# Early entry into WNBA not a good idea?



## Gym Rat (Dec 30, 2002)

Link to Article 



> Wiechmann: Foul shot: Early entry into WNBA not a good idea
> 
> by David Wiechmann
> April 08, 2005
> ...


I guess I am glad that this guy is still a student. He article simply makes no sense. For example... early entry into the W would not hurt these players. Why? Because they have already graduated with a College degree. Sure they don't make the endorsement money that NBA players get, etc. etc. 

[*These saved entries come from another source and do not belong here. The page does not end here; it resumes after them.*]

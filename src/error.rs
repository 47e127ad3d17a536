//! Error taxonomy for the registration pipeline.
//!
//! Only configuration mistakes are reported as [`Error`]. Every other failure
//! mode named in the specification (insufficient data, degenerate geometry,
//! numeric overflow) is recoverable and surfaces as an invalid
//! [`crate::solver::RegistrationSolution`] instead of an `Err`, so that a
//! caller sweeping many cloud pairs never has to unwind a `Result` for a
//! routine "these two scans don't overlap" outcome.

use thiserror::Error;

/// Errors that abort eagerly, at construction time.
#[derive(Debug, Error, Clone, PartialEq)]
pub enum Error {
    /// A configuration value is out of the range the algorithm requires.
    #[error("invalid configuration: {0}")]
    Configuration(String),
}

/// Convenience alias for fallible construction in this crate.
pub type Result<T> = core::result::Result<T, Error>;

But if I am a college student and have no income... and my family is unable to provide me with spending money, etc. and all I have is my scholarship... what in the world would it hurt for me to go ahead and play in the WNBA and make a little money? I would already have a college degree. Sure, I could stay and help my college team next year and work on a Master's degree...

This guy doesn't have a clue. The reason NBA players need to stay is to get some experience and education. These young women are or are about to be college graduates. Otherwise, they wouldn't qualify. Currie is graduating in May. He is comparing apples and oranges and the shame of it is... he doesn't get it.


----------



## spongyfungy (Oct 22, 2003)

right. She would graduate in May and what does coming back to Duke do for her? She'd be doing her school a big favor coming back as a standout.


----------



## 4ever_bball_fan (Aug 5, 2004)

I think Currie is staying in because she wants a National Championship...and Duke has the goods next year to win it all. It will be a very tough road for all the tope tier teams, but the recruits are spreading out and that makes for better women's basketball...actually, all basketball.

On the other hand, I also think that next year's draft will be much deeper, with a lot more "star quality" talent than this years. The top rookie salaries only go to the chosen few...Currie would have definitely been one of them this year, next year is a gamble, IMO.


----------



## Gym Rat (Dec 30, 2002)

4ever_bball_fan said:


> I think Currie is staying in because she wants a National Championship...and Duke has the goods next year to win it all. It will be a very tough road for all the tope tier teams, but the recruits are spreading out and that makes for better women's basketball...actually, all basketball.
> 
> On the other hand, I also think that next year's draft will be much deeper, with a lot more "star quality" talent than this years. The top rookie salaries only go to the chosen few...Currie would have definitely been one of them this year, next year is a gamble, IMO.


She could have been number 1 in this year's draft. I don't think she will be number 1 in next year's draft unless she has one heck of a year at Duke. 

Do you really think Duke has the goods to win it all next year?


----------



## TM (Jun 30, 2003)

Ranked No. 1 for part of the season this year, everyone of importance returning (including, as you all have stated, Currie, a POY candidate), one of the top recruiting classes in the country (including McD's POY) - yes, they have the goods.


----------



## Gym Rat (Dec 30, 2002)

TonyM said:


> Ranked No. 1 for part of the season this year, everyone of importance returning (including, as you all have stated, Currie, a POY candidate), one of the top recruiting classes in the country (including McD's POY) - yes, they have the goods.


TonyM... When it comes to women's college hoops, one of my favorite teams is Duke. But the recruiting class will probably not have an impact next season, Tennessee and Baylor will be better than ever, and I hate to ask this but can Coach G really take this team to a championship? I thought they would make it Alana's Jr or Sr year. 

I am wondering if Coach G has the right stuff. I like her a lot but maybe she is missing some of the intensity that a Pat Summit, Geno Auriemma and even a Kim Mulkey-Robertson have?


----------